Why the CAHSEE is unnecessary

Home S&S Opinion Why the CAHSEE is unnecessary
Why the CAHSEE is unnecessary
Illustration by Sean Low.


Staff Writer

Every year, one week of University High School (UHS) is disrupted for all grades as the sophomores take the California High School Exit Exam (CAHSEE). This test is intended to be administered to high school seniors as a way of showing that they have the skills to exit high school.

UHS administers these tests to sophomores for a few reasons. Firstly, if someone fails the test, they have two more opportunities to pass it because they cannot graduate high school without passing this test. But more importantly, they administer these tests to sophomores because the skills tested are literally sophomoric: they are 10th grade, and lower, level skills. Officially, the math section has 90 questions from the 6th to 8th grade level, while the English section is at a 10th grade level.

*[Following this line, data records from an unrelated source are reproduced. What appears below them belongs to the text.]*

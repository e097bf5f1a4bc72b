//! Process-wide atomic counters, one `{total, failed}` pair per operation class. Zeroed at
//! startup, read back once at shutdown after every worker has joined (so `Relaxed` ordering is
//! sufficient: the join itself establishes happens-before).

use std::sync::atomic::{AtomicU64, Ordering};

use crate::error::is_cancellation_error;

#[derive(Debug, Clone, Copy, PartialEq, Eq, Hash)]
pub enum OpClass {
    FileOp,
    ShellOp,
    S3Op,
}

#[derive(Default)]
struct Counter {
    total: AtomicU64,
    failed: AtomicU64,
}

impl Counter {
    fn snapshot(&self) -> (u64, u64) {
        (
            self.total.load(Ordering::Relaxed),
            self.failed.load(Ordering::Relaxed),
        )
    }
}

#[derive(Default)]
pub struct Stats {
    file: Counter,
    shell: Counter,
    s3: Counter,
}

impl Stats {
    pub fn new() -> Self {
        Self::default()
    }

    fn counter(&self, class: OpClass) -> &Counter {
        match class {
            OpClass::FileOp => &self.file,
            OpClass::ShellOp => &self.shell,
            OpClass::S3Op => &self.s3,
        }
    }

    /// Increments `total` unconditionally and `failed` iff `result` is `Err` and the error is
    /// not a cancellation error.
    pub fn increment_if_success<T>(&self, class: OpClass, result: &anyhow::Result<T>) {
        let counter = self.counter(class);
        counter.total.fetch_add(1, Ordering::Relaxed);
        if let Err(err) = result {
            if !is_cancellation_error(err) {
                counter.failed.fetch_add(1, Ordering::Relaxed);
            }
        }
    }

    pub fn snapshot(&self, class: OpClass) -> (u64, u64) {
        self.counter(class).snapshot()
    }

    pub fn total_failed(&self) -> u64 {
        self.snapshot(OpClass::FileOp).1 + self.snapshot(OpClass::ShellOp).1 + self.snapshot(OpClass::S3Op).1
    }
}

#[cfg(test)]
mod tests {
    use super::*;

    #[test]
    fn counts_success_without_incrementing_failed() {
        let stats = Stats::new();
        let ok: anyhow::Result<()> = Ok(());
        stats.increment_if_success(OpClass::S3Op, &ok);
        assert_eq!(stats.snapshot(OpClass::S3Op), (1, 0));
    }

    #[test]
    fn counts_genuine_failure() {
        let stats = Stats::new();
        let err: anyhow::Result<()> = Err(anyhow::anyhow!("boom"));
        stats.increment_if_success(OpClass::FileOp, &err);
        assert_eq!(stats.snapshot(OpClass::FileOp), (1, 1));
    }

    #[test]
    fn cancellation_bumps_total_not_failed() {
        let stats = Stats::new();
        let err: anyhow::Result<()> = Err(crate::error::Error::Cancelled.into());
        stats.increment_if_success(OpClass::ShellOp, &err);
        assert_eq!(stats.snapshot(OpClass::ShellOp), (1, 0));
    }
}
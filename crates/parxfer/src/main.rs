use clap::Parser;

use parxfer::dispatch::{Cli, Command};
use parxfer::error::Error;

#[tokio::main]
async fn main() -> anyhow::Result<()> {
    let cli = Cli::parse();

    let command_log_name = match &cli.command {
        Command::Rm { .. } => "rm",
        Command::Cp { .. } => "cp",
        Command::Mv { .. } => "mv",
        Command::Ls { .. } => "ls",
        Command::Run { .. } => "run",
    };
    let _guard = parxfer::init_logging(&format!("parxfer_{command_log_name}_{}.log", std::process::id()));

    let result = parxfer::dispatch::run(cli).await;
    match result {
        Ok(()) => Ok(()),
        Err(err) => match err.downcast_ref::<Error>() {
            Some(Error::Usage(_)) => {
                eprintln!("{err}");
                std::process::exit(255);
            }
            Some(Error::Cancelled) => std::process::exit(1),
            _ => {
                tracing::error!("{err:#}");
                std::process::exit(1);
            }
        },
    }
}
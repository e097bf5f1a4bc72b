use std::num::NonZeroU32;
use std::sync::atomic::{AtomicU64, Ordering};

use tokio::io::{AsyncRead, AsyncWrite};
use tokio_util::sync::CancellationToken;

use crate::{
    BucketInfo, DeleteOutcome, DownloadError, Listing, ObjectStat, ProgressFn, RemotePath,
    RemoteStore, RemoteStorage, StorageClass,
};

/// Wraps a [`RemoteStore`] and deterministically fails the first `fail_first` calls to each
/// method, then delegates. Exists purely for tests exercising the job engine's retry and
/// cancellation paths without needing a flaky real backend.
pub struct UnreliableWrapper {
    inner: RemoteStore,
    fail_first: u64,
    attempts: AtomicU64,
}

impl UnreliableWrapper {
    pub fn new(inner: RemoteStore, fail_first: u64) -> Self {
        Self {
            inner,
            fail_first,
            attempts: AtomicU64::new(0),
        }
    }

    fn should_fail(&self) -> bool {
        let n = self.attempts.fetch_add(1, Ordering::SeqCst);
        n < self.fail_first
    }
}

impl RemoteStorage for UnreliableWrapper {
    fn bucket_name(&self) -> &str {
        self.inner.bucket_name()
    }

    async fn list(
        &self,
        cancel: &CancellationToken,
        prefix: Option<&RemotePath>,
        recursive: bool,
        max_keys: Option<NonZeroU32>,
    ) -> Result<Listing, DownloadError> {
        if self.should_fail() {
            return Err(DownloadError::Other(anyhow::anyhow!("simulated list failure")));
        }
        self.inner.list(cancel, prefix, recursive, max_keys).await
    }

    async fn head(&self, cancel: &CancellationToken, key: &RemotePath) -> Result<ObjectStat, DownloadError> {
        if self.should_fail() {
            return Err(DownloadError::Other(anyhow::anyhow!("simulated head failure")));
        }
        self.inner.head(cancel, key).await
    }

    async fn download(
        &self,
        cancel: &CancellationToken,
        key: &RemotePath,
        to: &mut (dyn AsyncWrite + Unpin + Send),
        progress: Option<&ProgressFn>,
    ) -> Result<(), DownloadError> {
        if self.should_fail() {
            return Err(DownloadError::Other(anyhow::anyhow!("simulated download failure")));
        }
        self.inner.download(cancel, key, to, progress).await
    }

    async fn upload(
        &self,
        cancel: &CancellationToken,
        from: &mut (dyn AsyncRead + Unpin + Send),
        size: u64,
        to: &RemotePath,
        class: Option<StorageClass>,
        progress: Option<&ProgressFn>,
    ) -> anyhow::Result<()> {
        if self.should_fail() {
            anyhow::bail!("simulated upload failure");
        }
        self.inner.upload(cancel, from, size, to, class, progress).await
    }

    async fn delete(&self, cancel: &CancellationToken, key: &RemotePath) -> anyhow::Result<()> {
        if self.should_fail() {
            anyhow::bail!("simulated delete failure");
        }
        self.inner.delete(cancel, key).await
    }

    async fn delete_batch(&self, cancel: &CancellationToken, keys: &[RemotePath]) -> Vec<DeleteOutcome> {
        if self.should_fail() {
            return keys
                .iter()
                .map(|k| DeleteOutcome {
                    key: k.clone(),
                    err: Some(anyhow::anyhow!("simulated delete_batch failure")),
                })
                .collect();
        }
        self.inner.delete_batch(cancel, keys).await
    }

    async fn copy(
        &self,
        cancel: &CancellationToken,
        from: &RemotePath,
        to: &RemotePath,
        class: Option<StorageClass>,
    ) -> anyhow::Result<()> {
        if self.should_fail() {
            anyhow::bail!("simulated copy failure");
        }
        self.inner.copy(cancel, from, to, class).await
    }

    async fn list_buckets(&self, cancel: &CancellationToken) -> anyhow::Result<Vec<BucketInfo>> {
        if self.should_fail() {
            anyhow::bail!("simulated list_buckets failure");
        }
        self.inner.list_buckets(cancel).await
    }
}

#[cfg(test)]
mod tests {
    use super::*;
    use crate::LocalFs;
    use camino_tempfile::Utf8TempDir;
    use std::sync::Arc;

    async fn fixture() -> (Utf8TempDir, RemoteStore) {
        let dir = camino_tempfile::tempdir().unwrap();
        tokio::fs::create_dir_all(dir.path().join("b")).await.unwrap();
        let store = LocalFs::new(dir.path().to_path_buf(), "b".to_string()).unwrap();
        (dir, RemoteStore::LocalFs(Arc::new(store)))
    }

    #[tokio::test]
    async fn fails_exactly_fail_first_times() {
        let (_dir, inner) = fixture().await;
        let wrapper = UnreliableWrapper::new(inner, 2);
        let cancel = CancellationToken::new();

        assert!(wrapper.list_buckets(&cancel).await.is_err());
        assert!(wrapper.list_buckets(&cancel).await.is_err());
        assert!(wrapper.list_buckets(&cancel).await.is_ok());
    }
}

The CAHSEE is supposed to be a test that reasonably assesses high school students’ skill sets. However, since it is administered to all California high schools, it does not truly assess all high school students’ skills. For UHS students, the CAHSEE tests represent a wasted week of school, with weird schedules and lost class time. Elle Findlay (So.) said, “I finished both days of the test in under an hour and spent the remainder of the time doing nothing since I was not allowed to do homework. I would’ve gladly left, but we had to remain in the room for the entire block of time.”

While the majority of UHS students probably agree with Findlay, students from schools in lower-income areas, such as Santa Ana and neighborhoods of Los Angeles, actually fail the test (sometimes multiple times), and the test can jeopardize their chances of graduating from high school.

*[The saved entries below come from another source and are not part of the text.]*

use std::num::NonZeroU32;
use std::time::SystemTime;

use camino::Utf8PathBuf;
use tokio::io::{AsyncRead, AsyncReadExt, AsyncWrite, AsyncWriteExt};
use tokio_util::sync::CancellationToken;

use crate::{
    BucketInfo, DeleteOutcome, DownloadError, EntryKind, Listing, ListingEntry, ObjectStat,
    ProgressFn, RemotePath, RemoteStorage, StorageClass, TimeoutOrCancel,
};

/// Treats a local directory tree as a remote store: each immediate child directory of `root`
/// is a "bucket", and the bucket's objects are the files below it. Used for tests and for
/// exercising the job engine without network access.
pub struct LocalFs {
    root: Utf8PathBuf,
    bucket: String,
}

impl LocalFs {
    pub fn new(root: Utf8PathBuf, bucket: String) -> anyhow::Result<Self> {
        anyhow::ensure!(root.is_absolute(), "LocalFs root must be absolute: {root}");
        Ok(Self { root, bucket })
    }

    fn bucket_root(&self) -> Utf8PathBuf {
        self.root.join(&self.bucket)
    }

    fn full_path(&self, key: &RemotePath) -> Utf8PathBuf {
        self.bucket_root().join(key.as_str())
    }

    async fn guard(cancel: &CancellationToken) -> Result<(), TimeoutOrCancel> {
        if cancel.is_cancelled() {
            Err(TimeoutOrCancel)
        } else {
            Ok(())
        }
    }
}

fn io_to_download_err(err: std::io::Error) -> DownloadError {
    if err.kind() == std::io::ErrorKind::NotFound {
        DownloadError::NotFound
    } else {
        DownloadError::Other(err.into())
    }
}

impl RemoteStorage for LocalFs {
    fn bucket_name(&self) -> &str {
        &self.bucket
    }

    async fn list(
        &self,
        cancel: &CancellationToken,
        prefix: Option<&RemotePath>,
        recursive: bool,
        max_keys: Option<NonZeroU32>,
    ) -> Result<Listing, DownloadError> {
        Self::guard(cancel).await.map_err(|_| DownloadError::Cancelled)?;

        let bucket_root = self.bucket_root();
        let scan_root = match prefix {
            Some(p) => bucket_root.join(p.as_str()),
            None => bucket_root.clone(),
        };

        let mut entries = Vec::new();
        let mut dirs = vec![scan_root.clone()];
        while let Some(dir) = dirs.pop() {
            if cancel.is_cancelled() {
                return Err(DownloadError::Cancelled);
            }
            let mut rd = match tokio::fs::read_dir(&dir).await {
                Ok(rd) => rd,
                Err(e) if e.kind() == std::io::ErrorKind::NotFound => continue,
                Err(e) => return Err(io_to_download_err(e)),
            };
            while let Some(child) = rd.next_entry().await.map_err(io_to_download_err)? {
                let path = Utf8PathBuf::try_from(child.path())
                    .map_err(|e| DownloadError::Other(anyhow::anyhow!(e)))?;
                let meta = child.metadata().await.map_err(io_to_download_err)?;
                let key = RemotePath::new(
                    path.strip_prefix(&bucket_root)
                        .unwrap_or(&path)
                        .as_str(),
                )
                .map_err(DownloadError::Other)?;

                if meta.is_dir() {
                    if recursive {
                        dirs.push(path);
                    } else {
                        entries.push(ListingEntry {
                            key,
                            kind: EntryKind::Dir,
                            size: 0,
                            modified: meta.modified().unwrap_or(SystemTime::UNIX_EPOCH),
                            storage_class: StorageClass::Standard,
                        });
                    }
                } else {
                    entries.push(ListingEntry {
                        key,
                        kind: EntryKind::File,
                        size: meta.len(),
                        modified: meta.modified().unwrap_or(SystemTime::UNIX_EPOCH),
                        storage_class: StorageClass::Standard,
                    });
                }
                if let Some(limit) = max_keys {
                    if entries.len() >= limit.get() as usize {
                        return Ok(Listing { entries });
                    }
                }
            }
        }
        entries.sort_by(|a, b| a.key.cmp(&b.key));
        Ok(Listing { entries })
    }

    async fn head(&self, cancel: &CancellationToken, key: &RemotePath) -> Result<ObjectStat, DownloadError> {
        Self::guard(cancel).await.map_err(|_| DownloadError::Cancelled)?;
        let meta = tokio::fs::metadata(self.full_path(key))
            .await
            .map_err(io_to_download_err)?;
        Ok(ObjectStat {
            size: meta.len(),
            modified: meta.modified().unwrap_or(SystemTime::UNIX_EPOCH),
            storage_class: StorageClass::Standard,
        })
    }

    async fn download(
        &self,
        cancel: &CancellationToken,
        key: &RemotePath,
        to: &mut (dyn AsyncWrite + Unpin + Send),
        progress: Option<&ProgressFn>,
    ) -> Result<(), DownloadError> {
        let mut file = tokio::fs::File::open(self.full_path(key))
            .await
            .map_err(io_to_download_err)?;
        let mut buf = [0u8; 64 * 1024];
        loop {
            let n = tokio::select! {
                biased;
                _ = cancel.cancelled() => return Err(DownloadError::Cancelled),
                n = file.read(&mut buf) => n.map_err(io_to_download_err)?,
            };
            if n == 0 {
                break;
            }
            to.write_all(&buf[..n]).await.map_err(io_to_download_err)?;
            if let Some(p) = progress {
                p(n as u64);
            }
        }
        Ok(())
    }

    async fn upload(
        &self,
        cancel: &CancellationToken,
        from: &mut (dyn AsyncRead + Unpin + Send),
        _size: u64,
        to: &RemotePath,
        _class: Option<StorageClass>,
        progress: Option<&ProgressFn>,
    ) -> anyhow::Result<()> {
        let dest = self.full_path(to);
        if let Some(parent) = dest.parent() {
            tokio::fs::create_dir_all(parent).await?;
        }
        let tmp = dest.with_extension("tmp-upload");
        let mut file = tokio::fs::File::create(&tmp).await?;
        let mut buf = [0u8; 64 * 1024];
        loop {
            let n = tokio::select! {
                biased;
                _ = cancel.cancelled() => {
                    let _ = tokio::fs::remove_file(&tmp).await;
                    anyhow::bail!(TimeoutOrCancel);
                }
                n = from.read(&mut buf) => n?,
            };
            if n == 0 {
                break;
            }
            file.write_all(&buf[..n]).await?;
            if let Some(p) = progress {
                p(n as u64);
            }
        }
        tokio::fs::rename(&tmp, &dest).await?;
        Ok(())
    }

    async fn delete(&self, cancel: &CancellationToken, key: &RemotePath) -> anyhow::Result<()> {
        if cancel.is_cancelled() {
            anyhow::bail!(TimeoutOrCancel);
        }
        tokio::fs::remove_file(self.full_path(key)).await?;
        Ok(())
    }

    async fn delete_batch(&self, cancel: &CancellationToken, keys: &[RemotePath]) -> Vec<DeleteOutcome> {
        let mut out = Vec::with_capacity(keys.len());
        for key in keys {
            let err = self.delete(cancel, key).await.err();
            out.push(DeleteOutcome { key: key.clone(), err });
        }
        out
    }

    async fn copy(
        &self,
        cancel: &CancellationToken,
        from: &RemotePath,
        to: &RemotePath,
        _class: Option<StorageClass>,
    ) -> anyhow::Result<()> {
        if cancel.is_cancelled() {
            anyhow::bail!(TimeoutOrCancel);
        }
        let dest = self.full_path(to);
        if let Some(parent) = dest.parent() {
            tokio::fs::create_dir_all(parent).await?;
        }
        tokio::fs::copy(self.full_path(from), dest).await?;
        Ok(())
    }

    async fn list_buckets(&self, cancel: &CancellationToken) -> anyhow::Result<Vec<BucketInfo>> {
        if cancel.is_cancelled() {
            anyhow::bail!(TimeoutOrCancel);
        }
        let mut out = Vec::new();
        let mut rd = tokio::fs::read_dir(&self.root).await?;
        while let Some(entry) = rd.next_entry().await? {
            if entry.file_type().await?.is_dir() {
                let meta = entry.metadata().await?;
                out.push(BucketInfo {
                    name: entry.file_name().to_string_lossy().into_owned(),
                    created: meta.modified().unwrap_or(SystemTime::UNIX_EPOCH),
                });
            }
        }
        Ok(out)
    }
}

#[cfg(test)]
mod tests {
    use super::*;
    use camino_tempfile::Utf8TempDir;

    async fn fixture() -> (Utf8TempDir, LocalFs) {
        let dir = camino_tempfile::tempdir().unwrap();
        tokio::fs::create_dir_all(dir.path().join("mybucket")).await.unwrap();
        let store = LocalFs::new(dir.path().to_path_buf(), "mybucket".to_string()).unwrap();
        (dir, store)
    }

    #[tokio::test]
    async fn upload_then_download_roundtrips() {
        let (_dir, store) = fixture().await;
        let cancel = CancellationToken::new();
        let key = RemotePath::new("a/b.txt").unwrap();
        let mut data: &[u8] = b"hello world";
        store
            .upload(&cancel, &mut data, 11, &key, None, None)
            .await
            .unwrap();

        let mut out = Vec::new();
        store.download(&cancel, &key, &mut out, None).await.unwrap();
        assert_eq!(out, b"hello world");
    }

    #[tokio::test]
    async fn list_is_recursive_and_sorted() {
        let (_dir, store) = fixture().await;
        let cancel = CancellationToken::new();
        for name in ["b/one.txt", "a/two.txt", "a/three.txt"] {
            let key = RemotePath::new(name).unwrap();
            let mut data: &[u8] = b"x";
            store.upload(&cancel, &mut data, 1, &key, None, None).await.unwrap();
        }
        let listing = store.list(&cancel, None, true, None).await.unwrap();
        let keys: Vec<_> = listing.entries.iter().map(|e| e.key.as_str().to_string()).collect();
        assert_eq!(keys, vec!["a/three.txt", "a/two.txt", "b/one.txt"]);
    }

    #[tokio::test]
    async fn head_missing_is_not_found() {
        let (_dir, store) = fixture().await;
        let cancel = CancellationToken::new();
        let err = store
            .head(&cancel, &RemotePath::new("nope").unwrap())
            .await
            .unwrap_err();
        assert!(matches!(err, DownloadError::NotFound));
    }

    #[tokio::test]
    async fn delete_batch_reports_per_key_outcome() {
        let (_dir, store) = fixture().await;
        let cancel = CancellationToken::new();
        let present = RemotePath::new("present.txt").unwrap();
        let mut data: &[u8] = b"x";
        store.upload(&cancel, &mut data, 1, &present, None, None).await.unwrap();
        let missing = RemotePath::new("missing.txt").unwrap();

        let outcomes = store.delete_batch(&cancel, &[present, missing]).await;
        assert!(outcomes[0].err.is_none());
        assert!(outcomes[1].err.is_some());
    }
}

The test is an exit exam for all California high schools. By that logic, there should be a general pool throughout the state, regardless of the school or location, of students who pass the test easily, struggle with it or must take remedial classes to pass it, but as I have mentioned earlier, that is not the case. This in itself is flawed.

But what is even more flawed is that future school funding and even job securities are tied to the results of this test. Thus, in some cases, schools in poor neighborhoods are stuck in a rut where their students do poorly on the CAHSEE due to less than ideal school environments. State funders see the results of the exams and then give less money to the schools where students did not do so well on the exams. Thus, the schools cannot teach the proper standards to students.

Another problem with the test is that it is administered to all students – even those who may have just arrived in America from another country. Their English knowledge is rudimentary in some cases, and, of course, they cannot pass the test given such short notice. They are forced to go through much unnecessary suffering when the test is forced upon them.

The CAHSEE is not only unnecessary but a waste of time in its current form, especially since California is such a large state with so many different socioeconomic situations. It is just not practical to administer one statewide test. If California wants to administer an exit exam, it should have different versions based on different locations. One thing is clear, however: funding for schools should not be tied to CAHSEE scores.